Task objective
Your response should consist of the records below, repeated exactly.

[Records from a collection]
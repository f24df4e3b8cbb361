//! Font and shape collaborator interfaces
//!
//! The layout engine never opens font files. It asks a [`FontEngine`] for
//! a [`Font`] per style and reads metrics and text extents from it. Shapes
//! produced by [`Font::text_to_shape`] are handed back to callers untouched
//! apart from [`Shape::align`] and [`Shape::to_pixels`].
//!
//! [`FontCache`] memoizes loaded fonts by style content, since layout asks
//! for the same style once per line, word, syllable and character.

pub mod monospace;

use std::rc::Rc;

use ahash::RandomState;
use std::collections::HashMap;

use crate::layout::positioning::Alignment;
use crate::parser::ast::Style;
use crate::utils::{create_hash_map, Result};

/// Vertical font metrics in pixels
#[derive(Debug, Clone, Copy, PartialEq, Default)]
#[cfg_attr(feature = "serde", derive(serde::Serialize, serde::Deserialize))]
pub struct FontMetrics {
    pub ascent: f64,
    pub descent: f64,
    pub internal_leading: f64,
    pub external_leading: f64,
}

/// Size of a run of text in pixels
#[derive(Debug, Clone, Copy, PartialEq, Default)]
pub struct TextExtents {
    pub width: f64,
    pub height: f64,
}

/// One raster pixel of a shape
///
/// `alpha` follows the ASS convention: `0` is opaque, `255` transparent.
#[derive(Debug, Clone, Copy, PartialEq, Eq, Hash)]
#[cfg_attr(feature = "serde", derive(serde::Serialize, serde::Deserialize))]
pub struct Pixel {
    pub x: i64,
    pub y: i64,
    pub alpha: u8,
}

/// Vector outline of rendered text
pub trait Shape {
    /// Move the shape so its bounding box anchors at the origin for `an`
    fn align(&mut self, an: Alignment);

    /// Rasterize the shape
    fn to_pixels(&self, supersampling: u32, anti_aliasing: bool) -> Vec<Pixel>;
}

/// A font resolved for one style
pub trait Font {
    type Shape: Shape;

    /// Vertical metrics of the font
    fn metrics(&self) -> FontMetrics;

    /// Measured size of `text`
    fn text_extents(&self, text: &str) -> TextExtents;

    /// Outline of `text`
    ///
    /// # Errors
    ///
    /// Returns [`CoreError::Font`](crate::utils::CoreError::Font) when the
    /// engine cannot produce an outline.
    fn text_to_shape(&self, text: &str) -> Result<Self::Shape>;
}

/// Loads fonts for styles
pub trait FontEngine {
    type Font: Font;

    /// Resolve the font described by `style`
    ///
    /// # Errors
    ///
    /// Returns [`CoreError::Font`](crate::utils::CoreError::Font) when no
    /// matching font is available.
    fn load(&self, style: &Style) -> Result<Self::Font>;
}

/// Cache statistics for monitoring
#[derive(Debug, Default, Clone, Copy, PartialEq, Eq)]
pub struct CacheStats {
    pub hits: usize,
    pub misses: usize,
}

impl CacheStats {
    /// Fraction of lookups served from the cache
    #[must_use]
    #[allow(clippy::cast_precision_loss)]
    pub fn hit_ratio(&self) -> f64 {
        let total = self.hits + self.misses;
        if total == 0 {
            0.0
        } else {
            self.hits as f64 / total as f64
        }
    }
}

/// Per-style font memoization
pub struct FontCache<E: FontEngine> {
    engine: E,
    fonts: HashMap<String, Rc<E::Font>, RandomState>,
    stats: CacheStats,
}

impl<E: FontEngine> FontCache<E> {
    /// Create an empty cache around an engine
    pub fn new(engine: E) -> Self {
        Self {
            engine,
            fonts: create_hash_map(),
            stats: CacheStats::default(),
        }
    }

    /// Font for `style`, loading it on first use
    ///
    /// Styles are keyed by their serialized line, so two styles with the
    /// same content share a font and a modified style gets a fresh one.
    ///
    /// # Errors
    ///
    /// Propagates [`FontEngine::load`] failures. Failures are not cached.
    pub fn get(&mut self, style: &Style) -> Result<Rc<E::Font>> {
        let key = style.to_ass_string();
        if let Some(font) = self.fonts.get(&key) {
            self.stats.hits += 1;
            return Ok(Rc::clone(font));
        }
        self.stats.misses += 1;
        log::debug!("loading font for style `{}`", style.name);
        let font = Rc::new(self.engine.load(style)?);
        self.fonts.insert(key, Rc::clone(&font));
        Ok(font)
    }

    /// Number of cached fonts
    #[must_use]
    pub fn len(&self) -> usize {
        self.fonts.len()
    }

    #[must_use]
    pub fn is_empty(&self) -> bool {
        self.fonts.is_empty()
    }

    /// Drop every cached font and reset statistics
    pub fn clear(&mut self) {
        self.fonts.clear();
        self.stats = CacheStats::default();
    }

    /// Hit/miss counters
    #[must_use]
    pub const fn stats(&self) -> CacheStats {
        self.stats
    }

    /// The wrapped engine
    #[must_use]
    pub const fn engine(&self) -> &E {
        &self.engine
    }
}

impl<E: FontEngine + core::fmt::Debug> core::fmt::Debug for FontCache<E> {
    fn fmt(&self, f: &mut core::fmt::Formatter<'_>) -> core::fmt::Result {
        f.debug_struct("FontCache")
            .field("engine", &self.engine)
            .field("fonts", &self.fonts.len())
            .field("stats", &self.stats)
            .finish()
    }
}

#[cfg(test)]
mod tests {
    use super::monospace::MonospaceEngine;
    use super::*;
    use crate::utils::CoreError;

    #[test]
    fn cache_memoizes_by_style_content() {
        let mut cache = FontCache::new(MonospaceEngine);
        let style = Style::default();
        let first = cache.get(&style).expect("monospace never fails");
        let second = cache.get(&style).expect("monospace never fails");
        assert!(Rc::ptr_eq(&first, &second));
        assert_eq!(cache.stats(), CacheStats { hits: 1, misses: 1 });

        let mut bigger = style.clone();
        bigger.fontsize = 40.0;
        let third = cache.get(&bigger).expect("monospace never fails");
        assert!(!Rc::ptr_eq(&first, &third));
        assert_eq!(cache.len(), 2);
        assert!((cache.stats().hit_ratio() - 1.0 / 3.0).abs() < 1e-12);

        cache.clear();
        assert!(cache.is_empty());
        assert_eq!(cache.stats().hit_ratio(), 0.0);
    }

    struct FailingEngine;

    impl FontEngine for FailingEngine {
        type Font = monospace::MonospaceFont;

        fn load(&self, style: &Style) -> Result<Self::Font> {
            Err(CoreError::font(format!("no face named `{}`", style.fontname)))
        }
    }

    #[test]
    fn load_failures_are_not_cached() {
        let mut cache = FontCache::new(FailingEngine);
        let err = cache.get(&Style::default()).expect_err("engine fails");
        assert_eq!(err, CoreError::Font("no face named `Arial`".to_string()));
        assert!(cache.is_empty());
        assert_eq!(cache.stats().misses, 1);
    }
}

Answer to this problem
repository f24df4e3b8cbb361
//! Font and shape collaborator interfaces
//!
//! The layout engine never opens font files. It asks a [`FontEngine`] for
//! a [`Font`] per style and reads metrics and text extents from it. Shapes
//! produced by [`Font::text_to_shape`] are handed back to callers untouched
//! apart from [`Shape::align`] and [`Shape::to_pixels`].
//!
//! [`FontCache`] memoizes loaded fonts by style content, since layout asks
//! for the same style once per line, word, syllable and character.

pub mod monospace;

use std::rc::Rc;

use ahash::RandomState;
use std::collections::HashMap;

use crate::layout::positioning::Alignment;
use crate::parser::ast::Style;
use crate::utils::{create_hash_map, Result};

/// Vertical font metrics in pixels
#[derive(Debug, Clone, Copy, PartialEq, Default)]
#[cfg_attr(feature = "serde", derive(serde::Serialize, serde::Deserialize))]
pub struct FontMetrics {
    pub ascent: f64,
    pub descent: f64,
    pub internal_leading: f64,
    pub external_leading: f64,
}

/// Size of a run of text in pixels
#[derive(Debug, Clone, Copy, PartialEq, Default)]
pub struct TextExtents {
    pub width: f64,
    pub height: f64,
}

/// One raster pixel of a shape
///
/// `alpha` follows the ASS convention: `0` is opaque, `255` transparent.
#[derive(Debug, Clone, Copy, PartialEq, Eq, Hash)]
#[cfg_attr(feature = "serde", derive(serde::Serialize, serde::Deserialize))]
pub struct Pixel {
    pub x: i64,
    pub y: i64,
    pub alpha: u8,
}

/// Vector outline of rendered text
pub trait Shape {
    /// Move the shape so its bounding box anchors at the origin for `an`
    fn align(&mut self, an: Alignment);

    /// Rasterize the shape
    fn to_pixels(&self, supersampling: u32, anti_aliasing: bool) -> Vec<Pixel>;
}

/// A font resolved for one style
pub trait Font {
    type Shape: Shape;

    /// Vertical metrics of the font
    fn metrics(&self) -> FontMetrics;

    /// Measured size of `text`
    fn text_extents(&self, text: &str) -> TextExtents;

    /// Outline of `text`
    ///
    /// # Errors
    ///
    /// Returns [`CoreError::Font`](crate::utils::CoreError::Font) when the
    /// engine cannot produce an outline.
    fn text_to_shape(&self, text: &str) -> Result<Self::Shape>;
}

/// Loads fonts for styles
pub trait FontEngine {
    type Font: Font;

    /// Resolve the font described by `style`
    ///
    /// # Errors
    ///
    /// Returns [`CoreError::Font`](crate::utils::CoreError::Font) when no
    /// matching font is available.
    fn load(&self, style: &Style) -> Result<Self::Font>;
}

/// Cache statistics for monitoring
#[derive(Debug, Default, Clone, Copy, PartialEq, Eq)]
pub struct CacheStats {
    pub hits: usize,
    pub misses: usize,
}

impl CacheStats {
    /// Fraction of lookups served from the cache
    #[must_use]
    #[allow(clippy::cast_precision_loss)]
    pub fn hit_ratio(&self) -> f64 {
        let total = self.hits + self.misses;
        if total == 0 {
            0.0
        } else {
            self.hits as f64 / total as f64
        }
    }
}

/// Per-style font memoization
pub struct FontCache<E: FontEngine> {
    engine: E,
    fonts: HashMap<String, Rc<E::Font>, RandomState>,
    stats: CacheStats,
}

impl<E: FontEngine> FontCache<E> {
    /// Create an empty cache around an engine
    pub fn new(engine: E) -> Self {
        Self {
            engine,
            fonts: create_hash_map(),
            stats: CacheStats::default(),
        }
    }

    /// Font for `style`, loading it on first use
    ///
    /// Styles are keyed by their serialized line, so two styles with the
    /// same content share a font and a modified style gets a fresh one.
    ///
    /// # Errors
    ///
    /// Propagates [`FontEngine::load`] failures. Failures are not cached.
    pub fn get(&mut self, style: &Style) -> Result<Rc<E::Font>> {
        let key = style.to_ass_string();
        if let Some(font) = self.fonts.get(&key) {
            self.stats.hits += 1;
            return Ok(Rc::clone(font));
        }
        self.stats.misses += 1;
        log::debug!("loading font for style `{}`", style.name);
        let font = Rc::new(self.engine.load(style)?);
        self.fonts.insert(key, Rc::clone(&font));
        Ok(font)
    }

    /// Number of cached fonts
    #[must_use]
    pub fn len(&self) -> usize {
        self.fonts.len()
    }

    #[must_use]
    pub fn is_empty(&self) -> bool {
        self.fonts.is_empty()
    }

    /// Drop every cached font and reset statistics
    pub fn clear(&mut self) {
        self.fonts.clear();
        self.stats = CacheStats::default();
    }

    /// Hit/miss counters
    #[must_use]
    pub const fn stats(&self) -> CacheStats {
        self.stats
    }

    /// The wrapped engine
    #[must_use]
    pub const fn engine(&self) -> &E {
        &self.engine
    }
}

impl<E: FontEngine + core::fmt::Debug> core::fmt::Debug for FontCache<E> {
    fn fmt(&self, f: &mut core::fmt::Formatter<'_>) -> core::fmt::Result {
        f.debug_struct("FontCache")
            .field("engine", &self.engine)
            .field("fonts", &self.fonts.len())
            .field("stats", &self.stats)
            .finish()
    }
}

#[cfg(test)]
mod tests {
    use super::monospace::MonospaceEngine;
    use super::*;
    use crate::utils::CoreError;

    #[test]
    fn cache_memoizes_by_style_content() {
        let mut cache = FontCache::new(MonospaceEngine);
        let style = Style::default();
        let first = cache.get(&style).expect("monospace never fails");
        let second = cache.get(&style).expect("monospace never fails");
        assert!(Rc::ptr_eq(&first, &second));
        assert_eq!(cache.stats(), CacheStats { hits: 1, misses: 1 });

        let mut bigger = style.clone();
        bigger.fontsize = 40.0;
        let third = cache.get(&bigger).expect("monospace never fails");
        assert!(!Rc::ptr_eq(&first, &third));
        assert_eq!(cache.len(), 2);
        assert!((cache.stats().hit_ratio() - 1.0 / 3.0).abs() < 1e-12);

        cache.clear();
        assert!(cache.is_empty());
        assert_eq!(cache.stats().hit_ratio(), 0.0);
    }

    struct FailingEngine;

    impl FontEngine for FailingEngine {
        type Font = monospace::MonospaceFont;

        fn load(&self, style: &Style) -> Result<Self::Font> {
            Err(CoreError::font(format!("no face named `{}`", style.fontname)))
        }
    }

    #[test]
    fn load_failures_are_not_cached() {
        let mut cache = FontCache::new(FailingEngine);
        let err = cache.get(&Style::default()).expect_err("engine fails");
        assert_eq!(err, CoreError::Font("no face named `Arial`".to_string()));
        assert!(cache.is_empty());
        assert_eq!(cache.stats().misses, 1);
    }
}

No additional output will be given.